● GOAL OF THE EXERCISE
Produce a copy of every line in the records that holds the string "thresholds".

##### MATERIAL TO PROCESS #####

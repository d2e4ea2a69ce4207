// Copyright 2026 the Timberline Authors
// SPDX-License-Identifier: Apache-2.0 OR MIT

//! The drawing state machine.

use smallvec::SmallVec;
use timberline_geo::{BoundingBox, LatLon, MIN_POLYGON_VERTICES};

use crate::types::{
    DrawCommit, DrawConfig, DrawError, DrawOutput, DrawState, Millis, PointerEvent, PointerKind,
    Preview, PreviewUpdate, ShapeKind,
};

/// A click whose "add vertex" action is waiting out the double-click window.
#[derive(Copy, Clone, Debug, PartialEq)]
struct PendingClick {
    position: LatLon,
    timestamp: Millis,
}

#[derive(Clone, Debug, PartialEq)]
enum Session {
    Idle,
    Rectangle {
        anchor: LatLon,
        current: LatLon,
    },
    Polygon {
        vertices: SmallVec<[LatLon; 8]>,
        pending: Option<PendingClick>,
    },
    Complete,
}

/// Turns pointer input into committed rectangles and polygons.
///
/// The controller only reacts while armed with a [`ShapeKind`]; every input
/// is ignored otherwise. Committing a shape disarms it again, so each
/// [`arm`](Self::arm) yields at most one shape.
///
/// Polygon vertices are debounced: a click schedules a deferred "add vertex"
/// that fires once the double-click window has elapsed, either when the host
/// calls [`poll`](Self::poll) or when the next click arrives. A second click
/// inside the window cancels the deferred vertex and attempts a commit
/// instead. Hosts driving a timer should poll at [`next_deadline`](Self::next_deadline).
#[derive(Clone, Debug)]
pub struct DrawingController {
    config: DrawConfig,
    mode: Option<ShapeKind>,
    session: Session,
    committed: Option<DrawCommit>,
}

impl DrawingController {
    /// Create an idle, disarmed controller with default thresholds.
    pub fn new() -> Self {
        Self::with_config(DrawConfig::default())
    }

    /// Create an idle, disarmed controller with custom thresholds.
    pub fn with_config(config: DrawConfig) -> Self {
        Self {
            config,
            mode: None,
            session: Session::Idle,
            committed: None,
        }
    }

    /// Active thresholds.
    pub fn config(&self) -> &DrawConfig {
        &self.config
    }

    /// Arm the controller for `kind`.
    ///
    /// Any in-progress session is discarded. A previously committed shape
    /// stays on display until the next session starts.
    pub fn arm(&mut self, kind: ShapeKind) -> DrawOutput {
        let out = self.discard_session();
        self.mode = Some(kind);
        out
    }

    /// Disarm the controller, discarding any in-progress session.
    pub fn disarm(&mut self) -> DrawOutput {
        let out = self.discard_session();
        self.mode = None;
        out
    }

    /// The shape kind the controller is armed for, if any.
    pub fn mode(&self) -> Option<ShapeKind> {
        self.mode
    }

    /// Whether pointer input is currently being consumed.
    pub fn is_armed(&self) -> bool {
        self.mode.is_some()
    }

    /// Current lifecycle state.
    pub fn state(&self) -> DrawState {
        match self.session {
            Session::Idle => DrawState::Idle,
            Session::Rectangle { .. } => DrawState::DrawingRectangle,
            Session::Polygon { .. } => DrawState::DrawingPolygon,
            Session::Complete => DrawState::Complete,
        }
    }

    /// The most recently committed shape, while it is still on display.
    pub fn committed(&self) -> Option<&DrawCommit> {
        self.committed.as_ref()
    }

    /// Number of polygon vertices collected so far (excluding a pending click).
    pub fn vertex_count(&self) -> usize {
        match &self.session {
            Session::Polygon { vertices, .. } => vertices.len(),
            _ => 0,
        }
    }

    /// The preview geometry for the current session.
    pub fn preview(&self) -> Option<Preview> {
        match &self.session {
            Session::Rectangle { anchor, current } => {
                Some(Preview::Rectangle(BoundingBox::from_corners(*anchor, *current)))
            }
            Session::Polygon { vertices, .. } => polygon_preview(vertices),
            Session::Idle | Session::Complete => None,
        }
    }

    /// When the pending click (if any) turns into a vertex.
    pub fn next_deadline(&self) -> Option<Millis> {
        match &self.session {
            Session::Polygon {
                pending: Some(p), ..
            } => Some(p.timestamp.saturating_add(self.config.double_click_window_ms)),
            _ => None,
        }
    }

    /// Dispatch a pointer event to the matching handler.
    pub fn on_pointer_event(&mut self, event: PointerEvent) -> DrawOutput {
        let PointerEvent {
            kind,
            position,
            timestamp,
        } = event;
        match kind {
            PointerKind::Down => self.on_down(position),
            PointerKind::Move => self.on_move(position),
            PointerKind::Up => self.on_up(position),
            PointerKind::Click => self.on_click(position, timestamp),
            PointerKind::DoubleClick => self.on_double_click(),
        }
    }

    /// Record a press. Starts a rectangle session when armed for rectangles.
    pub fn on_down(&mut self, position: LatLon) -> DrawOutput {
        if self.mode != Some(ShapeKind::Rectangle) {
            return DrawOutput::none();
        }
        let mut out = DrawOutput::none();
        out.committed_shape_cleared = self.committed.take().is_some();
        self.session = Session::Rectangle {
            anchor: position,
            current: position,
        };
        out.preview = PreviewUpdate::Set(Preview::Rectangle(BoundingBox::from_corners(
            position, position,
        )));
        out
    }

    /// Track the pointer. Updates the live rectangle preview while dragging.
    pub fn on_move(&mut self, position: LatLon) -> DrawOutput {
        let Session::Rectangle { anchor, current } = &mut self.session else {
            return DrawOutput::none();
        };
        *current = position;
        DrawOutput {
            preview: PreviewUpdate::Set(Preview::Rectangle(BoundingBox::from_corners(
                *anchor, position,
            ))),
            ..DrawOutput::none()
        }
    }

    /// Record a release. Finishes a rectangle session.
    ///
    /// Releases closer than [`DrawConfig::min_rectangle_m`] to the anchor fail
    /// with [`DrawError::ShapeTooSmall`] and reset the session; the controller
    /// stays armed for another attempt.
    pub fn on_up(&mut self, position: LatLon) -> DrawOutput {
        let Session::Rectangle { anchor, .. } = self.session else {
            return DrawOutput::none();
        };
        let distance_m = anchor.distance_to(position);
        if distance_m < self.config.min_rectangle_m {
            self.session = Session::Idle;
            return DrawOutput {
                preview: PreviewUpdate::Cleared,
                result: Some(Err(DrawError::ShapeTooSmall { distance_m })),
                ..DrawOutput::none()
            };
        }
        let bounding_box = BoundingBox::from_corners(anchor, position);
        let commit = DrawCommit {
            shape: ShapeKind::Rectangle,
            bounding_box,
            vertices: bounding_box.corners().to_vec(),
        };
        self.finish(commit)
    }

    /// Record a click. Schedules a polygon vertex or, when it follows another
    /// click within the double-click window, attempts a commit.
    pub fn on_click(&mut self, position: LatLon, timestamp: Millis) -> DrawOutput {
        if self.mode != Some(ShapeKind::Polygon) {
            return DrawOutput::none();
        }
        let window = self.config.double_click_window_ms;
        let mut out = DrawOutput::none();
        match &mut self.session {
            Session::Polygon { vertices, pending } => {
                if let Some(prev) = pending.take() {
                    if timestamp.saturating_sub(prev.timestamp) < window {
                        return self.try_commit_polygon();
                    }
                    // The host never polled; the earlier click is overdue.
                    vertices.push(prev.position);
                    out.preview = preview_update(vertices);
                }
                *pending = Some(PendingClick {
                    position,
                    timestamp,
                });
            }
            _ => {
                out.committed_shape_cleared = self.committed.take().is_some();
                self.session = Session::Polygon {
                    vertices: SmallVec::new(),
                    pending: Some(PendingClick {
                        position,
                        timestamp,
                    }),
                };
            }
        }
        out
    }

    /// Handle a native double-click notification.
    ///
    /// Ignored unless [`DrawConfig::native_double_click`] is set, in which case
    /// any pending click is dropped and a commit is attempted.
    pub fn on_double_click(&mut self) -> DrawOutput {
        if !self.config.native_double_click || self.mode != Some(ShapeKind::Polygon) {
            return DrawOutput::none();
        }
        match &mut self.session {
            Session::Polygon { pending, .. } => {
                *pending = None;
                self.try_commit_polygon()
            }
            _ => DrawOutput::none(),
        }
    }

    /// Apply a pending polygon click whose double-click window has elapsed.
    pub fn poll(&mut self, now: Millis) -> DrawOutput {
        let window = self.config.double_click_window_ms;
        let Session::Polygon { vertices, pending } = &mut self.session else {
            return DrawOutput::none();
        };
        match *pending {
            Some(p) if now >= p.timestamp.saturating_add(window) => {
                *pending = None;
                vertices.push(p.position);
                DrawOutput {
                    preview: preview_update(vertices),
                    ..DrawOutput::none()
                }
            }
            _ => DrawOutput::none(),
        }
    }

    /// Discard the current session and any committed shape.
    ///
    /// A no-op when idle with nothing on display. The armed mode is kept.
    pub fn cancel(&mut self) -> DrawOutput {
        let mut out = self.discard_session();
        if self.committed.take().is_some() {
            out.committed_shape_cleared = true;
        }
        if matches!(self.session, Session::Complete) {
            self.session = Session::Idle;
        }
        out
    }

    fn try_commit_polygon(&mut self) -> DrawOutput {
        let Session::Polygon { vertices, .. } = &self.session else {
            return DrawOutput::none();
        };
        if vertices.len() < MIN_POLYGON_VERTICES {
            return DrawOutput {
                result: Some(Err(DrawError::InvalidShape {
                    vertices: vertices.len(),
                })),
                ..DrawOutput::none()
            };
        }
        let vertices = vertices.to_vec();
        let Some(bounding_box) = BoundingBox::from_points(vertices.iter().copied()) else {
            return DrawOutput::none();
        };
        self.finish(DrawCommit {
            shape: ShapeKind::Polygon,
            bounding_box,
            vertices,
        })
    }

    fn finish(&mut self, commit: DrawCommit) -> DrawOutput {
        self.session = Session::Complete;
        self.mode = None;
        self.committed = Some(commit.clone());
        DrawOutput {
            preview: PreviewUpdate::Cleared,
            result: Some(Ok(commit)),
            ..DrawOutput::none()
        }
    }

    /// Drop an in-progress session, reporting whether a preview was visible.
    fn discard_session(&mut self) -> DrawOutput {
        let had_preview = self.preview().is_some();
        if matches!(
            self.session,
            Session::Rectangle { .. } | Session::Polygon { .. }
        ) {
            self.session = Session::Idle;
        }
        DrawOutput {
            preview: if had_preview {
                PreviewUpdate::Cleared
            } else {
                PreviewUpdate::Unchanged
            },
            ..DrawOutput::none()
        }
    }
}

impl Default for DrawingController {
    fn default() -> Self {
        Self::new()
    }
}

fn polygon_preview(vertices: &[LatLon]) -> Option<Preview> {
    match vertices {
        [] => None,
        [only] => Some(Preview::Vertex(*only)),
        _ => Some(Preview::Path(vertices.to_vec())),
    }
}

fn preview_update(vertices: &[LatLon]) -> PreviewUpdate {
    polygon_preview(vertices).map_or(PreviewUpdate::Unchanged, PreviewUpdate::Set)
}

#####

● EXERCISE OUTPUT
    /// Create an idle, disarmed controller with default thresholds.
    /// Create an idle, disarmed controller with custom thresholds.
    /// Active thresholds.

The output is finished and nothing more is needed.